● WHAT YOU NEED TO DO:
Every line with the string "execute" should be copied from the data.

[[ ENTRIES SHOWN, beginning ]]

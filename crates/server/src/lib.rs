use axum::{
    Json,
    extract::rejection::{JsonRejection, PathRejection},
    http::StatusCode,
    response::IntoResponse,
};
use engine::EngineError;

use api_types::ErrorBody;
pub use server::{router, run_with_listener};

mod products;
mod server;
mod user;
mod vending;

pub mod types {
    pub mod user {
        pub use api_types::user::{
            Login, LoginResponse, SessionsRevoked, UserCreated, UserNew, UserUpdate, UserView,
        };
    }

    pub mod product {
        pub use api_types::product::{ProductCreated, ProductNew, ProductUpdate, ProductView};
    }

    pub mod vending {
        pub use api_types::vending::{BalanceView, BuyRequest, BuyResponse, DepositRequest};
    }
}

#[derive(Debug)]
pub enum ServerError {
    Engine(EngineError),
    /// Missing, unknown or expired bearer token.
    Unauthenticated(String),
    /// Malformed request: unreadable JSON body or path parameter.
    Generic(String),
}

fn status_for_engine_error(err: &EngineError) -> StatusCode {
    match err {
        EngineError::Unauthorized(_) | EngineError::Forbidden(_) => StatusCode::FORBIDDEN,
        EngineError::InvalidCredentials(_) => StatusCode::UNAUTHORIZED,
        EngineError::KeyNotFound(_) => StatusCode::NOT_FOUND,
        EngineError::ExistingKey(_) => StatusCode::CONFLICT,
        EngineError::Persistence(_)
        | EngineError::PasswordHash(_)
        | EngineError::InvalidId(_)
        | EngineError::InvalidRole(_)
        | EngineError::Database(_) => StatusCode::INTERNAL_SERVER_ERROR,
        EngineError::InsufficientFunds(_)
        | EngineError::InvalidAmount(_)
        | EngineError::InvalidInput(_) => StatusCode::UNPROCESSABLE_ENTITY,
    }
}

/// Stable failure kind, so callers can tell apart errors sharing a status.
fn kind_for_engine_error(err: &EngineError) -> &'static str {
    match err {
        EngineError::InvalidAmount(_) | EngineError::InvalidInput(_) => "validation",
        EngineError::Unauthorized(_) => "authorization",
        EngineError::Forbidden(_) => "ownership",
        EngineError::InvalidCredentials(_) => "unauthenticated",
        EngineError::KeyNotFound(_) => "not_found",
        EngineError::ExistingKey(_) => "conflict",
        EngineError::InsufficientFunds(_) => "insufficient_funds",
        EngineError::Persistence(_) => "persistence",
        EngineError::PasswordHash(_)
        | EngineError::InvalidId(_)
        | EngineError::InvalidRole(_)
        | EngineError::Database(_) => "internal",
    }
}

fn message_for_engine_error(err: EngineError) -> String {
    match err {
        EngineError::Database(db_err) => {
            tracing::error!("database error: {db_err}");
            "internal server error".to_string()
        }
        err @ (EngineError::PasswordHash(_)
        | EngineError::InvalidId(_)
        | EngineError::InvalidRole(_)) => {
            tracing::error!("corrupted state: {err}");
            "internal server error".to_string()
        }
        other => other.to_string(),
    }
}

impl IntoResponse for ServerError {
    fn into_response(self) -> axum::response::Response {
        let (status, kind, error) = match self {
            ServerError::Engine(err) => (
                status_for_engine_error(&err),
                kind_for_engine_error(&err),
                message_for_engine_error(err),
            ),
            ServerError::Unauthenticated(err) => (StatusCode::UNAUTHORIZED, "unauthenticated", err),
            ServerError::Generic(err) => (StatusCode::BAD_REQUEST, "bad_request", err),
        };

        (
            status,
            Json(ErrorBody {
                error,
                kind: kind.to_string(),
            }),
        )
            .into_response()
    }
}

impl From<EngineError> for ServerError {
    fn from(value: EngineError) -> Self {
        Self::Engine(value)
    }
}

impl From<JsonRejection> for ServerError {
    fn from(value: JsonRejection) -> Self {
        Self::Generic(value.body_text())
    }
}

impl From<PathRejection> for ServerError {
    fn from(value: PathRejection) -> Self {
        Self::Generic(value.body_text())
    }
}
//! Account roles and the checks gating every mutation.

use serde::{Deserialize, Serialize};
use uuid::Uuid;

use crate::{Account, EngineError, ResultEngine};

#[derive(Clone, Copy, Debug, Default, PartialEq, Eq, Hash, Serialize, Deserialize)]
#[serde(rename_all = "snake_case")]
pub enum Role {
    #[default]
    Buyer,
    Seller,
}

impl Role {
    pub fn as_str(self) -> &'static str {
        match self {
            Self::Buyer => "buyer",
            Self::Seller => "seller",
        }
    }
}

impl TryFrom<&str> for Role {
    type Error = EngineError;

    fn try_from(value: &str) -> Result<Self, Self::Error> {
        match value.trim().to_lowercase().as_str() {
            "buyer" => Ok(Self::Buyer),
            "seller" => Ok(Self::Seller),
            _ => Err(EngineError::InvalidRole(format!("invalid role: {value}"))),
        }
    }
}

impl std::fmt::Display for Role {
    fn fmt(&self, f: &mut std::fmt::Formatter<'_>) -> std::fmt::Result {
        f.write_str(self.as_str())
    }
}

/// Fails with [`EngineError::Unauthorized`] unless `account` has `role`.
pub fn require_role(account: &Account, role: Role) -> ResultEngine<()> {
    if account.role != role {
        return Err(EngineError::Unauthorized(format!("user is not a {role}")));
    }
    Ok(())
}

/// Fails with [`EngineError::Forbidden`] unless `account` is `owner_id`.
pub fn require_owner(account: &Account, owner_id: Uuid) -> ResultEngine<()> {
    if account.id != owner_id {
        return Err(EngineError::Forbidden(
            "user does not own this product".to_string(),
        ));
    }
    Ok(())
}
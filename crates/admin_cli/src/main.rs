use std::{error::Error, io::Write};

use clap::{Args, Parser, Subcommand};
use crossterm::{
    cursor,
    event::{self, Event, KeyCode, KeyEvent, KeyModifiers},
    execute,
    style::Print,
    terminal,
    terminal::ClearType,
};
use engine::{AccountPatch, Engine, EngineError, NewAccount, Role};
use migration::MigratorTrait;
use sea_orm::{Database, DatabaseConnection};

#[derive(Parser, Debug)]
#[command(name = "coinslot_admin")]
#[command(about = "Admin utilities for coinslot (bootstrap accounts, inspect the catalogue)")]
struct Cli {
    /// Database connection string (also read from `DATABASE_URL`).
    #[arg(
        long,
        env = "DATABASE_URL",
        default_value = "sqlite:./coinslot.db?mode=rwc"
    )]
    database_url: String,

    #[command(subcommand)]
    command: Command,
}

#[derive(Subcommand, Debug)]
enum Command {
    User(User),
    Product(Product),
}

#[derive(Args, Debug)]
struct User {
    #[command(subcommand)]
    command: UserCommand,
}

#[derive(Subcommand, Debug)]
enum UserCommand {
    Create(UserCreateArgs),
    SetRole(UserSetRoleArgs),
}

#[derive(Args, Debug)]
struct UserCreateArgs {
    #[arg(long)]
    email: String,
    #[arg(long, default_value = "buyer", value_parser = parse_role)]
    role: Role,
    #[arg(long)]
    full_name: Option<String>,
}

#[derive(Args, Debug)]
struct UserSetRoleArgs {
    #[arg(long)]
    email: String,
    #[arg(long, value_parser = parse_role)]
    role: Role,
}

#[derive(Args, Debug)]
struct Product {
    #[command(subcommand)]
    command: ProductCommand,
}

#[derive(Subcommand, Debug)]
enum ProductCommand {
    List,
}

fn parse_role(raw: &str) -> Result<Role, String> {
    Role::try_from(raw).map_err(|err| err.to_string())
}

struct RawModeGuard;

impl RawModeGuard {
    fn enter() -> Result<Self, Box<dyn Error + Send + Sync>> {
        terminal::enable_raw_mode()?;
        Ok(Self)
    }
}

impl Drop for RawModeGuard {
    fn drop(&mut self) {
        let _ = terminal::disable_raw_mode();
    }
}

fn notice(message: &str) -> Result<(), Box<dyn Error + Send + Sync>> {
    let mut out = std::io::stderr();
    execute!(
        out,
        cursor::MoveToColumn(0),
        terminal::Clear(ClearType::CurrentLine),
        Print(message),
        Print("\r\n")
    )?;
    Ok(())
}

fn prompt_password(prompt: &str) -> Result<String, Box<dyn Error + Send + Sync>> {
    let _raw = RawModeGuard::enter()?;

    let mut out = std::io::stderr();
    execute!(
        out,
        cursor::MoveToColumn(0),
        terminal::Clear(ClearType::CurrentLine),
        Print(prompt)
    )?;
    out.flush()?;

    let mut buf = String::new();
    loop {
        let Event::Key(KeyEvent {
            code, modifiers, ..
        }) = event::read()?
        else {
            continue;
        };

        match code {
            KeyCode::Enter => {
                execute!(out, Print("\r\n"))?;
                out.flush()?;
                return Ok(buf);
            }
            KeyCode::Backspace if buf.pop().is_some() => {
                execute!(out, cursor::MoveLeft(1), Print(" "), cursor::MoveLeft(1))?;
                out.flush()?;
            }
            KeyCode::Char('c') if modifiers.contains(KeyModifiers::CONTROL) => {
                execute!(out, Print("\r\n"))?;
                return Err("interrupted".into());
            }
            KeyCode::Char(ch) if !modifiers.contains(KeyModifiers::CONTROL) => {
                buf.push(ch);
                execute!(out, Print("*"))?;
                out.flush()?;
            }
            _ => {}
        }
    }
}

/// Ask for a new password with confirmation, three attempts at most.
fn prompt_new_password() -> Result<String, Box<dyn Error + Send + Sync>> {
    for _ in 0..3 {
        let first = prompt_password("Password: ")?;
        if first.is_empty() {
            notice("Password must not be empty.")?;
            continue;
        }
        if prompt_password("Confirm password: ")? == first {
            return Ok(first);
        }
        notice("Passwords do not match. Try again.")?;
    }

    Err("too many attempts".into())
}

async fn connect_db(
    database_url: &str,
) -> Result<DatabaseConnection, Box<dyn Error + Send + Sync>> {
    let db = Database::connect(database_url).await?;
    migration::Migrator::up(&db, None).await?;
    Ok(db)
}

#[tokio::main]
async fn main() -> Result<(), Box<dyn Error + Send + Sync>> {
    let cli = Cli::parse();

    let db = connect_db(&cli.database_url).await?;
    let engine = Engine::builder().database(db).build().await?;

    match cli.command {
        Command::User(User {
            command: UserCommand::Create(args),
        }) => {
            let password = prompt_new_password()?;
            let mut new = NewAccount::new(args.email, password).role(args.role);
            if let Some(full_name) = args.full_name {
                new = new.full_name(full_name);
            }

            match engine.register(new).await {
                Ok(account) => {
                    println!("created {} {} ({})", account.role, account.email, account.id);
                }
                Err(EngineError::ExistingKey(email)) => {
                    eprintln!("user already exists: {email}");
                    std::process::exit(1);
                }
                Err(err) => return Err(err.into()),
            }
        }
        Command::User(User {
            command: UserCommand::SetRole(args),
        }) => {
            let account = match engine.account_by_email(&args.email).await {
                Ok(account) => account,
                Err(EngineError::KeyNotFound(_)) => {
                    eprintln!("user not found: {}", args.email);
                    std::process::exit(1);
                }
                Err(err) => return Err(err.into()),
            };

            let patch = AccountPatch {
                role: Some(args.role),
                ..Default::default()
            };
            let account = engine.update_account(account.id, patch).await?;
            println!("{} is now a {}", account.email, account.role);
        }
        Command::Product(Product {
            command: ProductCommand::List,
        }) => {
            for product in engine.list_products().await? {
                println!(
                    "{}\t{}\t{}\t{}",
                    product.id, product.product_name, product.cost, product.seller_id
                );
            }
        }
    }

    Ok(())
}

[[ ENTRIES SHOWN, end ]]

● EXERCISE OUTPUT:
    execute,
    execute!(
    execute!(
                execute!(out, Print("\r\n"))?;
                execute!(out, cursor::MoveLeft(1), Print(" "), cursor::MoveLeft(1))?;
                execute!(out, Print("\r\n"))?;
                execute!(out, Print("*"))?;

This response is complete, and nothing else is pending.